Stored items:

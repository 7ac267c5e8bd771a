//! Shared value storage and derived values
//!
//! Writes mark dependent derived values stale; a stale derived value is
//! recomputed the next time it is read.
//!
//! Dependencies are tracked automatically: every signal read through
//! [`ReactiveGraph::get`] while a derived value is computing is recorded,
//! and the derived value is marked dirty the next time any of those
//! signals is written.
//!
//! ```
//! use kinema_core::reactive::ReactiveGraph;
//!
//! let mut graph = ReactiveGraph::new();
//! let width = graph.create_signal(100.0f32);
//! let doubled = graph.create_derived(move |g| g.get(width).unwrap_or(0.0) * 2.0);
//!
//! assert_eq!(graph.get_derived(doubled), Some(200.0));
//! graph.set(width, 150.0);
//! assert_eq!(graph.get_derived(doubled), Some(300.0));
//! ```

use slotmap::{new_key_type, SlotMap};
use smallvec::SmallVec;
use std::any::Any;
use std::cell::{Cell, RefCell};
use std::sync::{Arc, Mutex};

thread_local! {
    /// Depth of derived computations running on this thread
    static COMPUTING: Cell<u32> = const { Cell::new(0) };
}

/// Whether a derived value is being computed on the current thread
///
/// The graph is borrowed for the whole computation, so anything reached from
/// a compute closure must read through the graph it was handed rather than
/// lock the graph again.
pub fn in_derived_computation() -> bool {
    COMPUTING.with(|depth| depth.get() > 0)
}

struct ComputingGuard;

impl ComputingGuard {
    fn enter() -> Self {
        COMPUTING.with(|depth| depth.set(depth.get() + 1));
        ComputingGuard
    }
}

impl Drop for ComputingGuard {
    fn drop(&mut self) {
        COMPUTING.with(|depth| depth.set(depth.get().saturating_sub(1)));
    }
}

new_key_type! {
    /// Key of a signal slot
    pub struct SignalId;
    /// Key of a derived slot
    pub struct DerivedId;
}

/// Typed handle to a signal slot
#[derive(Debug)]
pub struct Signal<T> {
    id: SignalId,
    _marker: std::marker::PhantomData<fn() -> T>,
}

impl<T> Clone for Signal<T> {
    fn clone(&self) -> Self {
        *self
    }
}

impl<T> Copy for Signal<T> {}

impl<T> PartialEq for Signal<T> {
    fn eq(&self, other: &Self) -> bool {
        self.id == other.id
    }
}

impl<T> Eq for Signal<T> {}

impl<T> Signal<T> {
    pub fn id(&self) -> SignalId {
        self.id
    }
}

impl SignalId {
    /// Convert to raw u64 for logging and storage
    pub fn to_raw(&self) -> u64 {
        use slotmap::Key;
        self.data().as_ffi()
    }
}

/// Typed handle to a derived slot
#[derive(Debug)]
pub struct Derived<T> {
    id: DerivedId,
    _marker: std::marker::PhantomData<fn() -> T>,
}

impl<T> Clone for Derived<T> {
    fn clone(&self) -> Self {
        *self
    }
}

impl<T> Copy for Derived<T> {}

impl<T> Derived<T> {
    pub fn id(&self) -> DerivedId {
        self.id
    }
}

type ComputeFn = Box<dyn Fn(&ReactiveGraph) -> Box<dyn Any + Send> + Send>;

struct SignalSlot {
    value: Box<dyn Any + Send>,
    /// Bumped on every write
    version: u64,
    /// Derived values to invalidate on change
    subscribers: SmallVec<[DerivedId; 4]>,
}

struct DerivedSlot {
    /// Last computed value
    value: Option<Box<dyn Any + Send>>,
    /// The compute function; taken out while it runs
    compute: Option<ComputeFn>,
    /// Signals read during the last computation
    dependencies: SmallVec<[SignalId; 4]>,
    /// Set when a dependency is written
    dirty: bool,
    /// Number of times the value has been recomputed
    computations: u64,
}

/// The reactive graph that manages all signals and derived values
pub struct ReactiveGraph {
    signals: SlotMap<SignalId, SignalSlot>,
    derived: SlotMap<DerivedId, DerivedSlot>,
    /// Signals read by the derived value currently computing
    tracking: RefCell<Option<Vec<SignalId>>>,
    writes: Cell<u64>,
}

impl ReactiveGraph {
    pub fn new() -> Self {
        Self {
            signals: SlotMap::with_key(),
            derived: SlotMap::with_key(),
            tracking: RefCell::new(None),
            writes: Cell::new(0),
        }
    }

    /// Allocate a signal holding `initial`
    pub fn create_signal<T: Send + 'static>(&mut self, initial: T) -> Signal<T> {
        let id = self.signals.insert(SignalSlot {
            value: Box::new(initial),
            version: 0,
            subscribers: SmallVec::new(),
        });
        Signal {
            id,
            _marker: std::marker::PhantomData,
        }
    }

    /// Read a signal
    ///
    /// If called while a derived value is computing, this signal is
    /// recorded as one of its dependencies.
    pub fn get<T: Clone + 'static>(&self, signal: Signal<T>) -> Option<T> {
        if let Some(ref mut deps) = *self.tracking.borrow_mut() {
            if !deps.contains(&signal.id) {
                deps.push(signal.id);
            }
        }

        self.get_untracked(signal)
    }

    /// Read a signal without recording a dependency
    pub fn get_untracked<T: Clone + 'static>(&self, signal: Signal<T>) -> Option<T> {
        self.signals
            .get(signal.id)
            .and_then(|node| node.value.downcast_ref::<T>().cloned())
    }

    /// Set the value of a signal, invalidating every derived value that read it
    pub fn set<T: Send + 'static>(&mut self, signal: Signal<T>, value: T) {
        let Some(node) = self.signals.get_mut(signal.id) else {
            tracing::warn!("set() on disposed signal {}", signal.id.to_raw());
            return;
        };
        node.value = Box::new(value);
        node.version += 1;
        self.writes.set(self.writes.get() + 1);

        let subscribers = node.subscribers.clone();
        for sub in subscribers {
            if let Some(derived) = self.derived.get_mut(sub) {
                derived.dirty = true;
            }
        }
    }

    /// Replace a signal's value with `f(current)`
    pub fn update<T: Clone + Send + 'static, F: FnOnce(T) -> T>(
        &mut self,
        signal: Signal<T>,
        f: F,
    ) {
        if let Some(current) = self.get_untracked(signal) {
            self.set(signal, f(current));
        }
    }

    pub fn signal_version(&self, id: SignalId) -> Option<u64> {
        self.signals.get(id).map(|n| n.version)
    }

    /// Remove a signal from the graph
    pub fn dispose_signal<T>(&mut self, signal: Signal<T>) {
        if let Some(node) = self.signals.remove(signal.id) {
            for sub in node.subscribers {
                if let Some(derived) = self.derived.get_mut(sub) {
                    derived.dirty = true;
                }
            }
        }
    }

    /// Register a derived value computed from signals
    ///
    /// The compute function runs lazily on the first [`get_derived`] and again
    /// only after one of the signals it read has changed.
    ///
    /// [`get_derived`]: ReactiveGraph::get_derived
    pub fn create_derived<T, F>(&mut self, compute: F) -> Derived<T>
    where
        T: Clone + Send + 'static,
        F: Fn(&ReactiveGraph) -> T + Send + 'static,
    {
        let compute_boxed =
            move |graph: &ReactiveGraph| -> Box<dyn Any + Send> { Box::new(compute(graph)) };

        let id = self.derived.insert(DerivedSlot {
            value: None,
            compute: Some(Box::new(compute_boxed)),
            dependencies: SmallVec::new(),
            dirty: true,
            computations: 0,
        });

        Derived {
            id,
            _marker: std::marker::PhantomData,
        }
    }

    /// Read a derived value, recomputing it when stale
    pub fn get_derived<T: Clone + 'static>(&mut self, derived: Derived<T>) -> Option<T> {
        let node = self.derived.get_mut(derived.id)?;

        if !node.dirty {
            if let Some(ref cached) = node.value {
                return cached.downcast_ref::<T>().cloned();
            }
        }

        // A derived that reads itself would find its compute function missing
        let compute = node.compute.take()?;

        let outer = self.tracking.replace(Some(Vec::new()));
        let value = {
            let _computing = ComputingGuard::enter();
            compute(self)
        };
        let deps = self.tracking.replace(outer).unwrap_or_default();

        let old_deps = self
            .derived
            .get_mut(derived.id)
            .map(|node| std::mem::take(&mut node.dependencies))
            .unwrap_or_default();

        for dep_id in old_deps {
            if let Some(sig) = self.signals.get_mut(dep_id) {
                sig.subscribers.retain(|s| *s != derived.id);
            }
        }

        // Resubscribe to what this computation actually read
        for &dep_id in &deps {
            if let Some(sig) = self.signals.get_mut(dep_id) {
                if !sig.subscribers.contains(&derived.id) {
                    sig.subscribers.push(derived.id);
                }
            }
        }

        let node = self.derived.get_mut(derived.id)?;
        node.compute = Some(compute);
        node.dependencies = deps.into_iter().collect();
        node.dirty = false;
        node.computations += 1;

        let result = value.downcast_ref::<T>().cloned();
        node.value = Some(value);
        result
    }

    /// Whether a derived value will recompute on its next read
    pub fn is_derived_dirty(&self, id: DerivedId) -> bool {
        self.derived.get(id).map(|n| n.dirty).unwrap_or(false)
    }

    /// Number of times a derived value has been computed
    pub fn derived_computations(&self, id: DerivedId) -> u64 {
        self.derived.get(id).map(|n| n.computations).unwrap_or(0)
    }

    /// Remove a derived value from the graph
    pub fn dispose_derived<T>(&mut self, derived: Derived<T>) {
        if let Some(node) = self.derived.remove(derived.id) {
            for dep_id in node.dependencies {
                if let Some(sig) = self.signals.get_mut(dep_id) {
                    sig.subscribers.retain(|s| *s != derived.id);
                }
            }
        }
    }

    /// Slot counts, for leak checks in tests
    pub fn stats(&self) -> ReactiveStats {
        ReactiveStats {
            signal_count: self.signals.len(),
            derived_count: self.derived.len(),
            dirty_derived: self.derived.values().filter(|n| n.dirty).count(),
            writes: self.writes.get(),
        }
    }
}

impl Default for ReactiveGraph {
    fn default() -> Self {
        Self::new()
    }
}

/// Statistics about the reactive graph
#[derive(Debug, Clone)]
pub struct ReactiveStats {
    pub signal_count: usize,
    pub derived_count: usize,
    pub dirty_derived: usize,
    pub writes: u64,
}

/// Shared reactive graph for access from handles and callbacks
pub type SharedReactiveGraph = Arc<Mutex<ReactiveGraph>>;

TASK PROMPT :: What you should output is every line of the records above, from the first through the line containing "signal read through", unchanged.

COMPLETED EXERCISE ::
repository 7ac267c5e8bd771a
//! Shared value storage and derived values
//!
//! Writes mark dependent derived values stale; a stale derived value is
//! recomputed the next time it is read.
//!
//! Dependencies are tracked automatically: every signal read through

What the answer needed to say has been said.